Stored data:

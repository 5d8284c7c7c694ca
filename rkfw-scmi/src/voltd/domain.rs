//! Static voltage domain registry
//!
//! A board describes its domains once as a table of [`VoltageDomain`]s.
//! Each domain carries its level limits, the last level applied, a key
//! naming the hardware behind it, and [`DomainOps`] capability pointers
//! called with the shared backend. The same table serves every agent.

use super::platform::{LevelRange, VoltdPlatform};
use crate::index::DomainIndex;
use crate::status::{ScmiResult, ScmiStatus};

/// Capability table of a domain. `None` marks an absent capability.
pub struct DomainOps<B, K> {
    pub get_level: Option<fn(&mut B, K) -> ScmiResult<i32>>,
    pub set_level: Option<fn(&mut B, K, i32) -> ScmiResult>,
    pub get_state: Option<fn(&mut B, K) -> ScmiResult<bool>>,
    pub set_state: Option<fn(&mut B, K, bool) -> ScmiResult>,
    /// Implementation defined mode id, bits 0..=2 of the config word
    pub get_state_custom: Option<fn(&mut B, K) -> ScmiResult<u32>>,
    pub set_state_custom: Option<fn(&mut B, K, u32) -> ScmiResult>,
}

impl<B, K> DomainOps<B, K> {
    /// No capabilities: fixed level, no state control.
    pub const NONE: Self = Self {
        get_level: None,
        set_level: None,
        get_state: None,
        set_state: None,
        get_state_custom: None,
        set_state_custom: None,
    };
}

impl<B, K> Clone for DomainOps<B, K> {
    fn clone(&self) -> Self {
        *self
    }
}

impl<B, K> Copy for DomainOps<B, K> {}

/// One controllable regulator output.
pub struct VoltageDomain<B, K> {
    name: &'static str,
    min_level: i32,
    max_level: i32,
    /// Zero for a fixed level
    step_level: i32,
    cur_level: i32,
    levels: Option<&'static [i32]>,
    key: K,
    ops: DomainOps<B, K>,
}

impl<B, K: Copy> VoltageDomain<B, K> {
    /// Describe a domain; `boot_level` is clamped into `[min, max]`.
    pub const fn new(
        name: &'static str,
        min_level: i32,
        max_level: i32,
        step_level: i32,
        boot_level: i32,
        key: K,
        ops: DomainOps<B, K>,
    ) -> Self {
        let cur_level = if boot_level < min_level {
            min_level
        } else if boot_level > max_level {
            max_level
        } else {
            boot_level
        };

        Self {
            name,
            min_level,
            max_level,
            step_level,
            cur_level,
            levels: None,
            key,
            ops,
        }
    }

    /// Describe levels as an explicit list instead of a range.
    pub const fn with_levels(mut self, levels: &'static [i32]) -> Self {
        self.levels = Some(levels);
        self
    }

    pub const fn name(&self) -> &'static str {
        self.name
    }

    pub const fn key(&self) -> K {
        self.key
    }

    pub const fn cur_level(&self) -> i32 {
        self.cur_level
    }

    pub const fn range(&self) -> LevelRange {
        LevelRange {
            min: self.min_level,
            max: self.max_level,
            step: self.step_level,
        }
    }
}

/// Domain table plus the backend its capabilities operate on.
pub struct DomainRegistry<B, K, const N: usize> {
    backend: B,
    domains: [VoltageDomain<B, K>; N],
}

impl<B, K: Copy, const N: usize> DomainRegistry<B, K, N> {
    pub const fn new(backend: B, domains: [VoltageDomain<B, K>; N]) -> Self {
        Self { backend, domains }
    }

    pub fn backend(&self) -> &B {
        &self.backend
    }

    pub fn backend_mut(&mut self) -> &mut B {
        &mut self.backend
    }

    pub fn domain(&self, index: DomainIndex) -> Option<&VoltageDomain<B, K>> {
        self.domains.get(index.get())
    }

    fn domain_mut(&mut self, index: DomainIndex) -> ScmiResult<&mut VoltageDomain<B, K>> {
        self.domains.get_mut(index.get()).ok_or(ScmiStatus::NotFound)
    }

    fn lookup(&self, index: DomainIndex) -> ScmiResult<&VoltageDomain<B, K>> {
        self.domain(index).ok_or(ScmiStatus::NotFound)
    }
}

impl<B, K: Copy, const N: usize> VoltdPlatform for DomainRegistry<B, K, N> {
    fn domain_count(&self, _agent: u32) -> usize {
        N
    }

    fn domain_name(&self, _agent: u32, domain: DomainIndex) -> Option<&str> {
        self.domain(domain).map(VoltageDomain::name)
    }

    fn level_count(&mut self, _agent: u32, domain: DomainIndex) -> ScmiResult<usize> {
        self.lookup(domain)?
            .levels
            .map(<[i32]>::len)
            .ok_or(ScmiStatus::NotSupported)
    }

    fn levels_array(
        &mut self,
        _agent: u32,
        domain: DomainIndex,
        start: usize,
        out: &mut [i32],
    ) -> ScmiResult<usize> {
        let levels = self.lookup(domain)?.levels.ok_or(ScmiStatus::NotSupported)?;
        let window = start
            .checked_add(out.len())
            .and_then(|end| levels.get(start..end))
            .ok_or(ScmiStatus::InvalidParameters)?;

        out.copy_from_slice(window);
        Ok(window.len())
    }

    fn levels_by_step(&mut self, _agent: u32, domain: DomainIndex) -> ScmiResult<LevelRange> {
        Ok(self.lookup(domain)?.range())
    }

    fn set_state(&mut self, _agent: u32, domain: DomainIndex, enable: bool) -> ScmiResult {
        let (op, key) = {
            let d = self.lookup(domain)?;
            (d.ops.set_state.ok_or(ScmiStatus::NotSupported)?, d.key)
        };
        op(&mut self.backend, key, enable)
    }

    fn get_state(&mut self, _agent: u32, domain: DomainIndex) -> ScmiResult<bool> {
        let (op, key) = {
            let d = self.lookup(domain)?;
            (d.ops.get_state.ok_or(ScmiStatus::NotSupported)?, d.key)
        };
        op(&mut self.backend, key)
    }

    fn set_state_custom(&mut self, _agent: u32, domain: DomainIndex, mode: u32) -> ScmiResult {
        let (op, key) = {
            let d = self.lookup(domain)?;
            (d.ops.set_state_custom.ok_or(ScmiStatus::NotSupported)?, d.key)
        };
        op(&mut self.backend, key, mode)
    }

    fn get_state_custom(&mut self, _agent: u32, domain: DomainIndex) -> ScmiResult<u32> {
        let (op, key) = {
            let d = self.lookup(domain)?;
            (d.ops.get_state_custom.ok_or(ScmiStatus::NotSupported)?, d.key)
        };
        op(&mut self.backend, key)
    }

    /// Hardware level when the domain can read it back, otherwise the
    /// last level applied.
    fn get_level(&mut self, _agent: u32, domain: DomainIndex) -> ScmiResult<i32> {
        let (op, key, cached) = {
            let d = self.lookup(domain)?;
            (d.ops.get_level, d.key, d.cur_level)
        };

        match op.map(|get| get(&mut self.backend, key)) {
            None | Some(Err(ScmiStatus::NotSupported)) => Ok(cached),
            Some(result) => result,
        }
    }

    fn set_level(&mut self, _agent: u32, domain: DomainIndex, level: i32) -> ScmiResult {
        let (op, key) = {
            let d = self.lookup(domain)?;
            let op = d.ops.set_level.ok_or(ScmiStatus::NotSupported)?;
            if !d.range().contains(level) {
                return Err(ScmiStatus::InvalidParameters);
            }
            (op, d.key)
        };

        op(&mut self.backend, key, level)?;
        self.domain_mut(domain)?.cur_level = level;
        Ok(())
    }
}

#[cfg(test)]
mod tests {
    use super::*;
    use crate::message::{config, id};
    use crate::voltd::VoltdResponder;
    use std::vec::Vec;

    /// Backend recording the last level written per key.
    #[derive(Default)]
    struct Rails {
        level: [i32; 2],
        enabled: [bool; 2],
        mode: [u32; 2],
        fail: bool,
    }

    fn rail_set(rails: &mut Rails, key: usize, level: i32) -> ScmiResult {
        if rails.fail {
            return Err(ScmiStatus::HardwareError);
        }
        rails.level[key] = level;
        Ok(())
    }

    fn rail_get(rails: &mut Rails, key: usize) -> ScmiResult<i32> {
        if rails.fail {
            return Err(ScmiStatus::HardwareError);
        }
        match rails.level[key] {
            0 => Err(ScmiStatus::NotSupported),
            level => Ok(level),
        }
    }

    fn rail_set_state(rails: &mut Rails, key: usize, enable: bool) -> ScmiResult {
        rails.enabled[key] = enable;
        Ok(())
    }

    fn rail_set_mode(rails: &mut Rails, key: usize, mode: u32) -> ScmiResult {
        if rails.fail {
            return Err(ScmiStatus::HardwareError);
        }
        rails.mode[key] = mode;
        Ok(())
    }

    fn rail_get_mode(rails: &mut Rails, key: usize) -> ScmiResult<u32> {
        Ok(rails.mode[key])
    }

    const OPS: DomainOps<Rails, usize> = DomainOps {
        get_level: Some(rail_get),
        set_level: Some(rail_set),
        get_state: None,
        set_state: Some(rail_set_state),
        get_state_custom: None,
        set_state_custom: None,
    };

    /// Fixed rail whose only control is an implementation defined mode
    const MODE_OPS: DomainOps<Rails, usize> = DomainOps {
        get_state_custom: Some(rail_get_mode),
        set_state_custom: Some(rail_set_mode),
        ..DomainOps::NONE
    };

    static LIST: [i32; 3] = [900_000, 1_000_000, 1_100_000];

    fn registry() -> DomainRegistry<Rails, usize, 2> {
        DomainRegistry::new(
            Rails::default(),
            [
                VoltageDomain::new("vccio_sd", 1_800_000, 3_300_000, 12_500, 3_300_000, 0, OPS),
                VoltageDomain::new("vdd_fixed", 900_000, 1_100_000, 0, 0, 1, MODE_OPS)
                    .with_levels(&LIST),
            ],
        )
    }

    fn idx(raw: u32) -> DomainIndex {
        DomainIndex::new(raw, 2).unwrap()
    }

    #[test]
    fn test_boot_level_clamped() {
        let reg = registry();
        assert_eq!(reg.domain(idx(0)).unwrap().cur_level(), 3_300_000);
        assert_eq!(reg.domain(idx(1)).unwrap().cur_level(), 900_000);
    }

    #[test]
    fn test_set_level_updates_cache() {
        let mut reg = registry();
        reg.set_level(0, idx(0), 1_825_000).unwrap();
        assert_eq!(reg.backend().level[0], 1_825_000);
        assert_eq!(reg.domain(idx(0)).unwrap().cur_level(), 1_825_000);
        assert_eq!(reg.get_level(0, idx(0)), Ok(1_825_000));
    }

    #[test]
    fn test_set_level_out_of_range() {
        let mut reg = registry();
        assert_eq!(reg.set_level(0, idx(0), 3_312_500), Err(ScmiStatus::InvalidParameters));
        assert_eq!(reg.set_level(0, idx(0), 1_787_500), Err(ScmiStatus::InvalidParameters));
        assert_eq!(reg.backend().level[0], 0);
        assert_eq!(reg.domain(idx(0)).unwrap().cur_level(), 3_300_000);
    }

    #[test]
    fn test_set_level_failure_keeps_cache() {
        let mut reg = registry();
        reg.backend_mut().fail = true;
        assert_eq!(reg.set_level(0, idx(0), 2_000_000), Err(ScmiStatus::HardwareError));
        assert_eq!(reg.domain(idx(0)).unwrap().cur_level(), 3_300_000);
    }

    #[test]
    fn test_set_level_without_capability() {
        let mut reg = registry();
        assert_eq!(reg.set_level(0, idx(1), 1_000_000), Err(ScmiStatus::NotSupported));
    }

    #[test]
    fn test_get_level_falls_back_to_cache() {
        let mut reg = registry();
        // Backend reports NotSupported until a level is written
        assert_eq!(reg.get_level(0, idx(0)), Ok(3_300_000));
        // No capability at all
        assert_eq!(reg.get_level(0, idx(1)), Ok(900_000));
    }

    #[test]
    fn test_get_level_propagates_hardware_error() {
        let mut reg = registry();
        reg.set_level(0, idx(0), 2_000_000).unwrap();
        reg.backend_mut().fail = true;
        assert_eq!(reg.get_level(0, idx(0)), Err(ScmiStatus::HardwareError));
    }

    #[test]
    fn test_state_capabilities() {
        let mut reg = registry();
        reg.set_state(0, idx(0), true).unwrap();
        assert!(reg.backend().enabled[0]);
        assert_eq!(reg.get_state(0, idx(0)), Err(ScmiStatus::NotSupported));
        assert_eq!(reg.set_state(0, idx(1), true), Err(ScmiStatus::NotSupported));
        assert_eq!(reg.get_state_custom(0, idx(0)), Err(ScmiStatus::NotSupported));
        assert_eq!(reg.set_state_custom(0, idx(0), 2), Err(ScmiStatus::NotSupported));
    }

    #[test]
    fn test_custom_mode_routed_to_backend() {
        let mut reg = registry();
        reg.set_state_custom(0, idx(1), 5).unwrap();
        assert_eq!(reg.backend().mode, [0, 5]);
        assert_eq!(reg.get_state_custom(0, idx(1)), Ok(5));

        reg.backend_mut().fail = true;
        assert_eq!(reg.set_state_custom(0, idx(1), 3), Err(ScmiStatus::HardwareError));
        assert_eq!(reg.backend().mode[1], 5);
    }

    #[test]
    fn test_custom_config_through_responder() {
        let words = |values: &[u32]| -> Vec<u8> {
            values.iter().flat_map(|v| v.to_le_bytes()).collect()
        };
        let mut voltd = VoltdResponder::new(registry());

        let set = voltd.dispatch(0, id::CONFIG_SET, &words(&[1, config::MODE_TYPE_IMPL | 5]));
        assert_eq!(set.as_bytes(), 0i32.to_le_bytes());
        assert_eq!(voltd.platform().backend().mode[1], 5);

        let get = voltd.dispatch(0, id::CONFIG_GET, &words(&[1]));
        assert_eq!(get.status_code(), 0);
        let cfg = get.word(1).unwrap() as u32;
        assert_ne!(cfg & config::MODE_TYPE_IMPL, 0);
        assert_eq!(cfg & config::MODE_ID_MASK, 5);

        // Architectural modes still need a state capability
        let set = voltd.dispatch(0, id::CONFIG_SET, &words(&[1, config::MODE_ID_ON]));
        assert_eq!(set.as_bytes(), (-1i32).to_le_bytes());
    }

    #[test]
    fn test_levels_array_window() {
        let mut reg = registry();
        assert_eq!(reg.level_count(0, idx(0)), Err(ScmiStatus::NotSupported));
        assert_eq!(reg.level_count(0, idx(1)), Ok(3));

        let mut out = [0i32; 2];
        assert_eq!(reg.levels_array(0, idx(1), 1, &mut out), Ok(2));
        assert_eq!(out, [1_000_000, 1_100_000]);

        assert_eq!(reg.levels_array(0, idx(1), 3, &mut []), Ok(0));
        assert_eq!(
            reg.levels_array(0, idx(1), 2, &mut out),
            Err(ScmiStatus::InvalidParameters)
        );
    }

    #[test]
    fn test_levels_by_step_and_names() {
        let mut reg = registry();
        let range = reg.levels_by_step(0, idx(0)).unwrap();
        assert_eq!(range.to_array(), [1_800_000, 3_300_000, 12_500]);
        assert_eq!(reg.domain_count(3), 2);
        assert_eq!(reg.domain_name(0, idx(1)), Some("vdd_fixed"));
    }
}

Work task:
Your answer must be the data above, copied exactly from its first line through the line containing "pub struct DomainOps<B, K>", and nothing more.

Answer to this exercise:
repository 5d8284c7c7c694ca
filename rkfw-scmi/src/voltd/domain.rs
//! Static voltage domain registry
//!
//! A board describes its domains once as a table of [`VoltageDomain`]s.
//! Each domain carries its level limits, the last level applied, a key
//! naming the hardware behind it, and [`DomainOps`] capability pointers
//! called with the shared backend. The same table serves every agent.

use super::platform::{LevelRange, VoltdPlatform};
use crate::index::DomainIndex;
use crate::status::{ScmiResult, ScmiStatus};

/// Capability table of a domain. `None` marks an absent capability.
pub struct DomainOps<B, K> {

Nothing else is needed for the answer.